感想掲示板 作者メニュー サイトTOP 掲示板TOP 捜索掲示板 メイン掲示板

[38240] 【一発ネタ】機動戦士ガンダムSEED ~IF・壊れたザラ議長のせいで……~
Name: 熊雑草◆890a69a1 ID:eaee5bbc
Date: 2013/08/11 11:52
 == 機動戦士ガンダムSEED ~IF・壊れたザラ議長のせいで……~ ==



 プラント最高評議会議長パトリック・ザラは、苛立ち混じりに叫んだ。


 「我らの優れた能力を嫉妬したナチュラルたちに思い知らせるため、
  我らの技術と能力が如何に優れているかを見せ付ける必要がある!」


 プラントのMS開発技術者は、首を傾げながら尋ねる。


 「技術と能力を見せ付けるとは?」

 「ナチュラルの馬鹿共でも乗れるMSを造り、
  技術だけではなく操作するパイロットの身体能力にも差があることを見せ付けるのだ!
  そして、技術、能力、どちらも、我らコーディネーターの方が優れていると分からせるのだ!」


 プラントのMS開発技術者は、正直、あまり意味のないことだと思った。
 戦争をしている最中、余分なこと──技術者と資材を関係のないところに消費するのは無駄でしかない。


 (あの噂は、本当なのかもしれない……)


 激化する地球連邦との戦いで、ザラ議長のナチュラルへの蔑視、憎悪、選民意識が日に日に強くなっていくのは周知の事実として知れ渡っていた。
 それと同時に『ザラ議長は精神に支障を来たしているのではないか?』という噂もザフト内でも、ひっそりと広まっていた。
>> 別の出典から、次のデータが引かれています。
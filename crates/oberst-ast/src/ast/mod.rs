//! The code model: types, named entities, expressions and statements.

pub mod expr;
pub mod named;
pub mod pretty;
pub mod raw;
pub mod stmt;
pub mod types;
pub mod walk;

pub use expr::*;
pub use named::*;
pub use raw::*;
pub use stmt::*;
pub use types::*;
pub use walk::{walk_expr, walk_stmts};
 プラントのMS開発技術者は、今、目の前に居るザラ議長の凶行こそ、その兆候ではないかと疑った。


 「パイロットは、こちらで用意する。
  貴様は、二ヶ月でジンを改造しろ」

 「しかし、それでは新型のMSの開発が──」

 「今更、一機のMSで戦況は覆らん!
  現状のMSを量産すればいい!」

 (いや、だったら、今造らせようとするMSは……)

 「いいか! 二ヶ月だ!」


 ザラ議長が苛立ち混じりにMS技術開発局を後にすると、無理難題を押し付けられたプラントのMS開発技術者は溜息を吐く。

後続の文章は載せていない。